-- PROVIDED DATA --
Start of Block

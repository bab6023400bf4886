//! Review Feed Routes
//!
//! - GET /api/v1/reviews?park=&feature= - Filtered visitor reviews

use axum::{
    extract::{Query, State},
    Json,
};
use std::sync::Arc;

use crate::analytics::{filter_reviews, ReviewFilter, Selection};
use crate::api::dto::{ReviewListResponse, ReviewParams, ReviewResponse};
use crate::api::state::AppState;
use crate::catalog::ReviewRecord;

/// GET /api/v1/reviews
///
/// The review feed, filtered by the two selectors. Both selectors accept a
/// canonical name or their "All ..." sentinel; an absent parameter means
/// the sentinel. Zero matches returns `total: 0` with an empty list so the
/// caller can render the empty-state notice.
pub async fn list_reviews(
    State(state): State<Arc<AppState>>,
    Query(params): Query<ReviewParams>,
) -> Json<ReviewListResponse> {
    // Absent selectors fall back to the configured first-load selection
    let park_label = params.park.as_deref().unwrap_or(&state.config.default_park);
    let feature_label = params
        .feature
        .as_deref()
        .unwrap_or(&state.config.default_feature);

    let filter = ReviewFilter::new(
        Selection::park_label(park_label),
        Selection::feature_label(feature_label),
    );
    let reviews = filter_reviews(state.catalog, &filter);

    if reviews.is_empty() {
        tracing::debug!(
            park = ?params.park,
            feature = ?params.feature,
            "No reviews match the current filters"
        );
    }

    Json(ReviewListResponse {
        total: reviews.len(),
        reviews: reviews.into_iter().map(review_to_response).collect(),
        park: params.park,
        feature: params.feature,
    })
}

/// Convert a ReviewRecord to a review card
fn review_to_response(review: &ReviewRecord) -> ReviewResponse {
    ReviewResponse {
        park: review.park.to_string(),
        feature: review.feature.to_string(),
        sentiment: review.sentiment.to_string(),
        sentiment_color: review.sentiment.color().to_string(),
        text: review.text.to_string(),
        park_icon: review.park_icon.to_string(),
        feature_icon: review.feature_icon.to_string(),
    }
}

#[cfg(test)]
mod tests {
    use super::*;
    use crate::api::state::ApiConfig;

    fn test_state() -> Arc<AppState> {
        Arc::new(AppState::new(ApiConfig::default()))
    }

    async fn feed(park: Option<&str>, feature: Option<&str>) -> ReviewListResponse {
        let params = ReviewParams {
            park: park.map(String::from),
            feature: feature.map(String::from),
        };
        let Json(resp) = list_reviews(State(test_state()), Query(params)).await;
        resp
    }

    #[tokio::test]
    async fn test_unfiltered_feed() {
        let resp = feed(None, None).await;
        assert_eq!(resp.total, 20);
        assert_eq!(resp.reviews[0].park, "Yellowstone");
    }

    #[tokio::test]
    async fn test_zion_camping_review_card() {
        let resp = feed(Some("Zion"), Some("Camping")).await;
        assert_eq!(resp.total, 1);
        assert_eq!(resp.reviews[0].sentiment, "negative");
        assert_eq!(resp.reviews[0].sentiment_color, "#F44336");
    }

    #[tokio::test]
    async fn test_empty_state_is_not_an_error() {
        let resp = feed(Some("Dry Tortugas"), Some("Parking")).await;
        assert_eq!(resp.total, 0);
        assert!(resp.reviews.is_empty());
        assert_eq!(resp.park.as_deref(), Some("Dry Tortugas"));
    }
}
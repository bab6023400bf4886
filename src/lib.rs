//! # Parklens
//!
//! National Park visitor-sentiment dashboard core. The entire dataset is a
//! compiled-in catalog of pre-baked sentiment statistics; the runtime logic
//! is filtering the review feed by two selectors, a handful of aggregations
//! over the fixed park list, and total-lookup recommendation tables.
//!
//! ## Modules
//!
//! - [`catalog`]: Read-only reference data (parks, features, reviews)
//! - [`analytics`]: Review filtering and sentiment aggregation
//! - [`insight`]: Per-park recommendation and aspect lookup tables
//! - [`api`]: REST API server with Axum
//!
//! ## Quick Start
//!
//! ```rust
//! use parklens::analytics::{average_breakdown, filter_reviews, ReviewFilter};
//! use parklens::catalog::Catalog;
//! use parklens::insight::recommendation_for;
//!
//! let catalog = Catalog::global();
//!
//! // Filter the review feed by park and feature
//! let filter = ReviewFilter::from_names(Some("Zion"), Some("Camping"));
//! let reviews = filter_reviews(catalog, &filter);
//! assert_eq!(reviews.len(), 1);
//!
//! // Aggregate tiles for the "All Parks" view
//! let breakdown = average_breakdown(catalog.parks());
//! assert!(breakdown.positive > 50.0);
//!
//! // Recommendation lookup never fails; unknown keys fall back
//! let recs = recommendation_for("Somewhere Unknown");
//! assert_eq!(recs.park, "All Parks");
//! ```

pub mod analytics;
pub mod api;
pub mod catalog;
pub mod config;
pub mod insight;

// Re-export top-level types for convenience
pub use catalog::{
    AspectMention, Catalog, FeatureRecord, ParkInsight, ParkRecord, RecommendationRecord,
    ReviewRecord, Sentiment, SentimentShares, ALL_FEATURES, ALL_PARKS,
};

pub use analytics::{
    average_breakdown, filter_reviews, most_positive, positive_rank, ReviewFilter, Selection,
    SentimentBreakdown,
};

pub use insight::{insight_for, overall_insight, overall_recommendation, recommendation_for};

pub use api::{build_router, serve, ApiConfig, ApiError, AppState};

pub use config::{Config, ConfigError, LoggingConfig};
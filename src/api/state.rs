//! Application State
//!
//! Shared state accessible by all API handlers. The catalog is compiled-in
//! static data, so the state is cheap to clone and carries no locks.

use crate::catalog::Catalog;
use std::sync::Arc;
use std::time::Instant;

/// Shared application state for all handlers
#[derive(Clone)]
pub struct AppState {
    /// The read-only reference catalog
    pub catalog: &'static Catalog,
    /// API configuration
    pub config: Arc<ApiConfig>,
    /// Server start time for uptime tracking
    pub start_time: Instant,
}

impl AppState {
    /// Create a new AppState over the global catalog
    pub fn new(config: ApiConfig) -> Self {
        Self {
            catalog: Catalog::global(),
            config: Arc::new(config),
            start_time: Instant::now(),
        }
    }

    /// Get server uptime in seconds
    pub fn uptime_seconds(&self) -> u64 {
        self.start_time.elapsed().as_secs()
    }
}

/// API server configuration
#[derive(Debug, Clone)]
pub struct ApiConfig {
    /// Host to bind to
    pub host: String,
    /// Port to listen on
    pub port: u16,
    /// Request timeout in milliseconds
    pub request_timeout_ms: u64,
    /// Park selector applied when a request omits it
    pub default_park: String,
    /// Feature selector applied when a request omits it
    pub default_feature: String,
}

impl Default for ApiConfig {
    fn default() -> Self {
        Self {
            host: "0.0.0.0".to_string(),
            port: 8088,
            request_timeout_ms: 30_000,
            default_park: crate::catalog::ALL_PARKS.to_string(),
            default_feature: crate::catalog::ALL_FEATURES.to_string(),
        }
    }
}

impl ApiConfig {
    /// Create config with custom host and port
    pub fn new(host: impl Into<String>, port: u16) -> Self {
        Self {
            host: host.into(),
            port,
            ..Default::default()
        }
    }

    /// Get the socket address string
    pub fn addr(&self) -> String {
        format!("{}:{}", self.host, self.port)
    }
}

#[cfg(test)]
mod tests {
    use super::*;

    #[test]
    fn test_addr() {
        let config = ApiConfig::new("127.0.0.1", 9000);
        assert_eq!(config.addr(), "127.0.0.1:9000");
    }

    #[test]
    fn test_state_shares_global_catalog() {
        let a = AppState::new(ApiConfig::default());
        let b = AppState::new(ApiConfig::default());
        assert!(std::ptr::eq(a.catalog, b.catalog));
    }
}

End of Block

-- EXERCISE BRIEF --
Copy out all lines of the material containing the word "static".

-- REPLY TO THE TASK --
//! static data, so the state is cheap to clone and carries no locks.
    pub catalog: &'static Catalog,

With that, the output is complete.